Last November/December my phone was abuzz with reports from many clients in Southeastern Massachusetts, letting me know of these little “whitish” moths flying around porch lights during the evening hours. I noticed on several properties, as we raked leaves, moths swirling about at waist height and quickly retuning to the ground. This is a sure sign of the presence of winter moth. It appears we will be having a heavy infestation of these non native caterpillars this spring.
The male moth is the one we see flying about in the evening hours. He is seeking a female to mate with. The female is virtually wingless, so she walks up the stems of trees depositing her eggs wherever she may in a hap hazard manner in cracks and crevices, under lichen and along branches. These tiny eggs will begin to hatch at around 50 growing degree days, usually in early April. It appears that hatching will occur as buds swell on the host plant. They then hang on a thin silk strand and get transported on a breeze upward into the canopy of the tree, where they wriggle their way into the leaf or flower buds and begin eating.
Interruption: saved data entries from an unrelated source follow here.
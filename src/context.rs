// =============================================================================
// Market Context — periodically refreshed regime and risk posture
// =============================================================================
//
// Classification ladder (first match wins), computed from 5-minute candles:
//
//   1. HIGH_VOL — stdev of per-bar returns above the volatility threshold
//   2. LOW_LIQ  — recent volume collapsed versus the series average
//   3. TREND    — EMA20/EMA60 spread wide enough to call a direction
//   4. RANGE    — everything else
//
// The resulting snapshot is published copy-on-write: readers clone an
// `Arc<MarketContext>` and never block the refresher.
// =============================================================================

use std::sync::Arc;

use parking_lot::RwLock;
use serde::Serialize;
use tracing::{debug, info};

use crate::indicators::{ema_last, rsi};
use crate::okx::Candle;

/// Per-bar return stdev (in %) above which the regime is HIGH_VOL.
const HIGH_VOL_RETURN_STDEV_PCT: f64 = 0.8;
/// Recent/average volume ratio below which the regime is LOW_LIQ.
const LOW_LIQ_VOLUME_RATIO: f64 = 0.2;
/// EMA20/EMA60 relative spread that qualifies as a trend.
const TREND_EMA_SPREAD: f64 = 0.004;
/// Relative EMA spread below which the bias stays neutral.
const BIAS_DEADBAND: f64 = 0.001;
/// RSI extremes that demote the risk mode to cautious.
const RSI_HOT: f64 = 75.0;
const RSI_COLD: f64 = 25.0;
/// Return stdev beyond which trading pauses outright.
const PAUSE_RETURN_STDEV_PCT: f64 = 1.6;

/// Directional lean of the market.
#[derive(Debug, Clone, Copy, PartialEq, Eq, Serialize)]
#[serde(rename_all = "lowercase")]
pub enum TrendBias {
    Bullish,
    Bearish,
    Neutral,
}

/// Coarse market regime.
#[derive(Debug, Clone, Copy, PartialEq, Eq, Serialize)]
#[serde(rename_all = "snake_case")]
pub enum Regime {
    Trend,
    Range,
    HighVol,
    LowLiq,
}

/// Engine-wide risk posture.
#[derive(Debug, Clone, Copy, PartialEq, Eq, Serialize)]
#[serde(rename_all = "lowercase")]
pub enum RiskMode {
    Normal,
    Cautious,
    Paused,
}

/// Immutable context snapshot consulted by the gates and the executor.
#[derive(Debug, Clone, Serialize)]
pub struct MarketContext {
    pub trend_bias: TrendBias,
    pub regime: Regime,
    pub risk_mode: RiskMode,
    /// Leverage ceiling for new entries.
    pub allowed_leverage_max: u8,
    /// Position size ceiling as a percentage of equity, [0, 10].
    pub position_cap_pct: f64,
    pub trade_allowed: bool,
    pub ema_trend: f64,
    pub rsi: f64,
    /// Millisecond timestamp of the refresh that produced this snapshot.
    pub updated_at: i64,
}

impl MarketContext {
    /// Boot default: nothing is known yet, so entries stay disabled until the
    /// first successful refresh replaces this snapshot.
    pub fn unknown() -> Self {
        Self {
            trend_bias: TrendBias::Neutral,
            regime: Regime::Range,
            risk_mode: RiskMode::Cautious,
            allowed_leverage_max: 2,
            position_cap_pct: 3.0,
            trade_allowed: false,
            ema_trend: 0.0,
            rsi: 50.0,
            updated_at: 0,
        }
    }

    /// Compact form for the status surface.
    pub fn summary(&self) -> String {
        format!(
            "{:?}/{:?} risk={:?} lev<={} cap={:.0}% trade_allowed={}",
            self.trend_bias,
            self.regime,
            self.risk_mode,
            self.allowed_leverage_max,
            self.position_cap_pct,
            self.trade_allowed
        )
    }
}

// -----------------------------------------------------------------------------
// Copy-on-write publication
// -----------------------------------------------------------------------------

/// Shared handle holding the current context snapshot.
pub struct ContextHandle {
    current: RwLock<Arc<MarketContext>>,
}

impl ContextHandle {
    pub fn new() -> Self {
        Self {
            current: RwLock::new(Arc::new(MarketContext::unknown())),
        }
    }

    /// Cheap snapshot; the Arc is cloned, never the payload.
    pub fn snapshot(&self) -> Arc<MarketContext> {
        self.current.read().clone()
    }

    /// Swap in a freshly computed context.
    pub fn publish(&self, ctx: MarketContext) {
        info!(summary = %ctx.summary(), "market context refreshed");
        *self.current.write() = Arc::new(ctx);
    }
}

impl Default for ContextHandle {
    fn default() -> Self {
        Self::new()
    }
}

impl std::fmt::Debug for ContextHandle {
    fn fmt(&self, f: &mut std::fmt::Formatter<'_>) -> std::fmt::Result {
        f.debug_struct("ContextHandle")
            .field("current", &self.snapshot().summary())
            .finish()
    }
}

// -----------------------------------------------------------------------------
// Classification
// -----------------------------------------------------------------------------

/// Classify a 5-minute candle series into a context snapshot.
///
/// Needs at least 61 candles (EMA60 plus one). Shorter input returns `None`
/// and the previous snapshot stays live.
pub fn classify(candles: &[Candle], now_ms: i64) -> Option<MarketContext> {
    if candles.len() < 61 {
        debug!(len = candles.len(), "not enough candles for context refresh");
        return None;
    }

    let closes: Vec<f64> = candles.iter().map(|c| c.close).collect();
    let volumes: Vec<f64> = candles.iter().map(|c| c.volume).collect();

    let ema20 = ema_last(&closes, 20)?;
    let ema60 = ema_last(&closes, 60)?;
    let rsi14 = rsi(&closes, 14).unwrap_or(50.0);

    // Per-bar percentage returns over the most recent 50 bars.
    let tail = &closes[closes.len() - 51..];
    let returns: Vec<f64> = tail
        .windows(2)
        .filter(|w| w[0] > 0.0)
        .map(|w| (w[1] - w[0]) / w[0] * 100.0)
        .collect();
    let return_stdev = stdev(&returns);

    // Recent volume (last 12 bars = one hour) versus the series average.
    let avg_volume = volumes.iter().sum::<f64>() / volumes.len() as f64;
    let recent_volume =
        volumes[volumes.len() - 12..].iter().sum::<f64>() / 12.0;
    let volume_ratio = if avg_volume > 0.0 {
        recent_volume / avg_volume
    } else {
        1.0
    };

    let ema_spread = if ema60 > 0.0 { (ema20 - ema60) / ema60 } else { 0.0 };

    let trend_bias = if ema_spread > BIAS_DEADBAND {
        TrendBias::Bullish
    } else if ema_spread < -BIAS_DEADBAND {
        TrendBias::Bearish
    } else {
        TrendBias::Neutral
    };

    let regime = if return_stdev >= HIGH_VOL_RETURN_STDEV_PCT {
        Regime::HighVol
    } else if volume_ratio < LOW_LIQ_VOLUME_RATIO {
        Regime::LowLiq
    } else if ema_spread.abs() >= TREND_EMA_SPREAD {
        Regime::Trend
    } else {
        Regime::Range
    };

    let risk_mode = if return_stdev >= PAUSE_RETURN_STDEV_PCT {
        RiskMode::Paused
    } else if regime == Regime::HighVol || rsi14 >= RSI_HOT || rsi14 <= RSI_COLD {
        RiskMode::Cautious
    } else {
        RiskMode::Normal
    };

    let allowed_leverage_max = match (risk_mode, regime, trend_bias) {
        (RiskMode::Normal, Regime::Trend, TrendBias::Bullish) => 5,
        (RiskMode::Normal, _, _) => 3,
        _ => 2,
    };

    let position_cap_pct = match risk_mode {
        RiskMode::Normal => 10.0,
        RiskMode::Cautious => 5.0,
        RiskMode::Paused => 0.0,
    };

    // FIXME: the hour-of-day liquidity screen is disabled — it misfired on
    // UTC versus exchange-local sessions; keep returning false until the
    // session table is rebuilt from actual fill data.
    let low_liq_hour = is_low_liquidity_hour();

    let trade_allowed =
        risk_mode != RiskMode::Paused && regime != Regime::LowLiq && !low_liq_hour;

    Some(MarketContext {
        trend_bias,
        regime,
        risk_mode,
        allowed_leverage_max,
        position_cap_pct,
        trade_allowed,
        ema_trend: ema_spread,
        rsi: rsi14,
        updated_at: now_ms,
    })
}

/// Hour-of-day liquidity screen. Permanently off, see the call site.
fn is_low_liquidity_hour() -> bool {
    false
}

// -----------------------------------------------------------------------------
// Refresh task
// -----------------------------------------------------------------------------

/// Refresh cadence.
const REFRESH_INTERVAL_SECS: u64 = 15 * 60;

/// Background task: refresh the context every 15 minutes, or immediately when
/// the analysis trigger fires (the control surface's trigger-analysis
/// command).
pub async fn run_context_loop(
    state: std::sync::Arc<crate::app_state::AppState>,
    client: std::sync::Arc<crate::okx::OkxClient>,
    mut shutdown: tokio::sync::watch::Receiver<bool>,
) {
    info!(interval_s = REFRESH_INTERVAL_SECS, "market context loop started");
    let mut ticker =
        tokio::time::interval(tokio::time::Duration::from_secs(REFRESH_INTERVAL_SECS));

    loop {
        tokio::select! {
            _ = ticker.tick() => {}
            _ = state.analysis_trigger.notified() => {
                info!("context refresh triggered out of cycle");
            }
            _ = shutdown.changed() => {
                if *shutdown.borrow() {
                    info!("market context loop stopping");
                    return;
                }
            }
        }

        if !state.budget.try_request() {
            continue;
        }
        match client.get_candles(&state.config.inst_id, "5m", 100).await {
            Ok(candles) => {
                let now_ms = chrono::Utc::now().timestamp_millis();
                if let Some(ctx) = classify(&candles, now_ms) {
                    state.context.publish(ctx);
                }
            }
            Err(e) => {
                tracing::warn!(error = %e, "context refresh failed — keeping previous snapshot");
                state.push_error(format!("context refresh failed: {e}"));
            }
        }
    }
}

fn stdev(values: &[f64]) -> f64 {
    if values.len() < 2 {
        return 0.0;
    }
    let mean = values.iter().sum::<f64>() / values.len() as f64;
    let var = values.iter().map(|v| (v - mean).powi(2)).sum::<f64>() / (values.len() - 1) as f64;
    var.sqrt()
}
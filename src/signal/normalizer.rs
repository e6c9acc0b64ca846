// =============================================================================
// Signal Normalizer — raw feed records to canonical signals
// =============================================================================
//
// A pure function over one raw JSON record. Two wire shapes are accepted:
//
//   v2:     { signal_type, direction, confidence, symbol, timestamp (ISO-8601),
//             data: {...} }
//   legacy: { type, ts (unix seconds), symbol, data: {...} }
//
// Records outside the trading-relevant allow-list (iceberg_*, k_god_*, state,
// resonance) and records for a foreign symbol are rejected before any gate.
// Unknown direction/status tokens are logged and mapped to the neutral or
// default variant; a record is never dropped for an unknown token alone.
// =============================================================================

use serde::{Deserialize, Serialize};
use serde_json::Value;
use tracing::warn;

use crate::types::{Direction, IcebergLevel, KGodStatus, MarketState, SignalKind};

// TTLs per canonical kind, in seconds.
const TTL_ICEBERG_CONFIRMED: u64 = 60;
const TTL_ICEBERG_DETECTED: u64 = 45;
const TTL_STATE: u64 = 180;
const TTL_DEFAULT: u64 = 120;

const DEFAULT_CONFIDENCE: f64 = 50.0;

/// Canonical, immutable signal produced by normalization.
#[derive(Debug, Clone, PartialEq, Serialize, Deserialize)]
pub struct Signal {
    pub id: String,
    pub kind: SignalKind,
    pub direction: Direction,
    /// [0, 100]
    pub confidence: f64,
    /// [0, 1] when the producer supplied one; otherwise computed from the
    /// iceberg statistics at gate-evaluation time.
    pub confirm_ratio: Option<f64>,
    pub price: f64,
    pub volume: f64,
    pub timestamp_ms: i64,
    pub ttl_seconds: u64,
    pub symbol: String,
    pub iceberg_level: Option<IcebergLevel>,
    pub market_state: Option<MarketState>,
    pub k_god_status: Option<KGodStatus>,
}

impl Signal {
    /// Age of the signal in seconds at `now_ms`.
    pub fn age_s(&self, now_ms: i64) -> f64 {
        (now_ms - self.timestamp_ms).max(0) as f64 / 1000.0
    }

    /// Whether the kind-specific TTL has lapsed.
    pub fn is_expired(&self, now_ms: i64) -> bool {
        self.age_s(now_ms) > self.ttl_seconds as f64
    }
}

/// Why a raw record was rejected before normalization.
#[derive(Debug, Clone, Copy, PartialEq, Eq)]
pub enum RejectReason {
    NotAnObject,
    SymbolMismatch,
    IrrelevantType,
    BadTimestamp,
}

impl std::fmt::Display for RejectReason {
    fn fmt(&self, f: &mut std::fmt::Formatter<'_>) -> std::fmt::Result {
        match self {
            Self::NotAnObject => write!(f, "not a JSON object"),
            Self::SymbolMismatch => write!(f, "symbol mismatch"),
            Self::IrrelevantType => write!(f, "signal_type not trading-relevant"),
            Self::BadTimestamp => write!(f, "missing or unparseable timestamp"),
        }
    }
}

// -----------------------------------------------------------------------------
// Entry point
// -----------------------------------------------------------------------------

/// Normalize one raw record against the configured instrument.
pub fn normalize(raw: &Value, inst_id: &str) -> Result<Signal, RejectReason> {
    if !raw.is_object() {
        return Err(RejectReason::NotAnObject);
    }

    let symbol = raw
        .get("symbol")
        .and_then(Value::as_str)
        .unwrap_or_default();
    if !symbol_matches(symbol, inst_id) {
        return Err(RejectReason::SymbolMismatch);
    }

    let signal_type = raw
        .get("signal_type")
        .or_else(|| raw.get("type"))
        .and_then(Value::as_str)
        .unwrap_or_default()
        .to_ascii_lowercase();

    let relevant = signal_type.starts_with("iceberg")
        || signal_type.starts_with("k_god")
        || signal_type == "state"
        || signal_type == "resonance";
    if !relevant {
        return Err(RejectReason::IrrelevantType);
    }

    let timestamp_ms = parse_timestamp_ms(raw).ok_or(RejectReason::BadTimestamp)?;

    let data = raw.get("data").cloned().unwrap_or_else(|| Value::Object(Default::default()));

    let mut direction = parse_direction(
        raw.get("direction")
            .or_else(|| data.get("direction"))
            .and_then(Value::as_str),
    );

    // Kind resolution.
    let mut iceberg_level = None;
    let mut market_state = None;
    let mut k_god_status = None;

    let kind = if signal_type.starts_with("iceberg") {
        let level = parse_iceberg_level(data.get("level").and_then(Value::as_str));
        iceberg_level = Some(level);
        match level {
            IcebergLevel::Confirmed => SignalKind::IcebergConfirmed,
            IcebergLevel::Activity => SignalKind::IcebergDetected,
        }
    } else if signal_type == "state" {
        let state = parse_market_state(data.get("market_state").and_then(Value::as_str));
        market_state = Some(state);
        // Direction for STATE signals is derived from the classification.
        direction = state.implied_direction();
        SignalKind::State
    } else if signal_type.starts_with("k_god") {
        // Producer regime annotations ride on the STATE kind.
        k_god_status = Some(parse_k_god(
            data.get("k_god_status")
                .or_else(|| data.get("status"))
                .and_then(Value::as_str),
        ));
        SignalKind::State
    } else {
        SignalKind::Resonance
    };

    // Iceberg records may also carry a producer regime annotation.
    if k_god_status.is_none() {
        if let Some(s) = data.get("k_god_status").and_then(Value::as_str) {
            k_god_status = Some(parse_k_god(Some(s)));
        }
    }

    let ttl_seconds = match kind {
        SignalKind::IcebergConfirmed => TTL_ICEBERG_CONFIRMED,
        SignalKind::IcebergDetected => TTL_ICEBERG_DETECTED,
        SignalKind::State => TTL_STATE,
        SignalKind::Resonance => TTL_DEFAULT,
    };

    let confidence = raw
        .get("confidence")
        .or_else(|| data.get("confidence"))
        .and_then(Value::as_f64)
        .unwrap_or(DEFAULT_CONFIDENCE)
        .clamp(0.0, 100.0);

    let confirm_ratio = data
        .get("confirm_ratio")
        .or_else(|| raw.get("confirm_ratio"))
        .and_then(Value::as_f64)
        .map(|r| r.clamp(0.0, 1.0));

    let price = data
        .get("price")
        .or_else(|| raw.get("price"))
        .and_then(as_lenient_f64)
        .unwrap_or(0.0);

    let volume = data
        .get("volume")
        .or_else(|| raw.get("volume"))
        .and_then(as_lenient_f64)
        .unwrap_or(0.0);

    let id = raw
        .get("id")
        .or_else(|| data.get("id"))
        .and_then(Value::as_str)
        .map(str::to_string)
        .unwrap_or_else(|| uuid::Uuid::new_v4().to_string());

    Ok(Signal {
        id,
        kind,
        direction,
        confidence,
        confirm_ratio,
        price,
        volume,
        timestamp_ms,
        ttl_seconds,
        symbol: symbol.to_string(),
        iceberg_level,
        market_state,
        k_god_status,
    })
}

// -----------------------------------------------------------------------------
// Field parsers
// -----------------------------------------------------------------------------

/// Extract a millisecond timestamp from either wire shape: `timestamp` as an
/// ISO-8601 string or unix seconds, or legacy `ts` as unix seconds.
pub fn parse_timestamp_ms(raw: &Value) -> Option<i64> {
    if let Some(ts) = raw.get("timestamp") {
        if let Some(s) = ts.as_str() {
            if let Ok(dt) = chrono::DateTime::parse_from_rfc3339(s) {
                return Some(dt.timestamp_millis());
            }
            return None;
        }
        if let Some(secs) = ts.as_i64() {
            return Some(unix_to_ms(secs));
        }
    }
    if let Some(secs) = raw.get("ts").and_then(Value::as_i64) {
        return Some(unix_to_ms(secs));
    }
    None
}

/// Legacy producers wrote unix seconds; anything already over 10^12 is ms.
fn unix_to_ms(value: i64) -> i64 {
    if value >= 1_000_000_000_000 {
        value
    } else {
        value * 1000
    }
}

fn parse_direction(token: Option<&str>) -> Direction {
    match token.map(|t| t.to_ascii_lowercase()).as_deref() {
        Some("bullish") | Some("long") | Some("buy") => Direction::Long,
        Some("bearish") | Some("short") | Some("sell") => Direction::Short,
        Some("neutral") | None => Direction::Neutral,
        Some(other) => {
            // Legacy producers emitted CJK side tokens; keep the record but
            // do not guess the side.
            warn!(token = other, "unknown direction token — treating as neutral");
            Direction::Neutral
        }
    }
}

fn parse_iceberg_level(token: Option<&str>) -> IcebergLevel {
    match token.map(|t| t.to_ascii_lowercase()).as_deref() {
        Some("confirmed") => IcebergLevel::Confirmed,
        Some("activity") | None => IcebergLevel::Activity,
        Some(other) => {
            warn!(token = other, "unknown iceberg level — treating as activity");
            IcebergLevel::Activity
        }
    }
}
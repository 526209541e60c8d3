//! Win32 plumbing for the bridge.
//!
//! Two independent pieces live here:
//!
//! - [`FsuipcLink`]: the client side of FSUIPC's window-message IPC, used by
//!   [`crate::source::FsuipcSource`]
//! - [`Win32Backend`]: the named file mapping and liveness mutex the consumer
//!   reads, used by [`crate::publisher::SharedBufferPublisher`]
//!
//! Both map memory directly and release their kernel objects on drop.

mod fsuipc_link;
mod named_region;

pub use fsuipc_link::FsuipcLink;
pub use named_region::{Win32Backend, Win32Liveness, Win32Region};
To me the caterpillar at this point looks a lot like a green eye lash. The longer it takes for the bud to open the greater the damage they can do before a spray can be applied to stop their feeding. If the flowers are eaten then there will be no fruit. These non native caterpillars have no natural enemies so the damage they inflict can be tremendous. They feed on a variety of deciduous plants like blueberry, cherry, apple and crab-apple, maple, oak, etc.
To control these caterpillars can be very challenging prior to their entering the free feeding stage, which is when the leaves unfold and begin growing. Horticultural oils can be applied prior to bud break in an attempt to kill off the eggs by smothering them. This is a most environmentally sound treatment and we have had very good results on ornamental trees that were not flowering due to winter moth infestations in the past. The oil spray reduced the infestations and flowering occurred, much to the clients delight. It is much more difficult to have similar results on very large trees because it becomes harder to gain complete coverage.
Once the winter moth is free feeding Bacillus thuringiensis (kurstaki), B.t.k. can be used with great effectiveness and safety on the younger instars stages of growth. One must remember that the B.t. must be ingested to work and only the leaf material that was covered will have the B.t. on it, as the leaf continues to grow. Spinosad then becomes the next most effective and least toxic material for control of larger winter moth. Caution must be used around bees, as it is highly toxic to bees, till the material is dry. At full maturity the winter moth will be about 1 inch long.
If trees have been seriously defoliated, watering will become critical to the plants survival. Care should be taken to properly water weekly during the dry part of the season. I would recommend deep slow watering once per week. Do not use chemical based fertilizer as they are salts.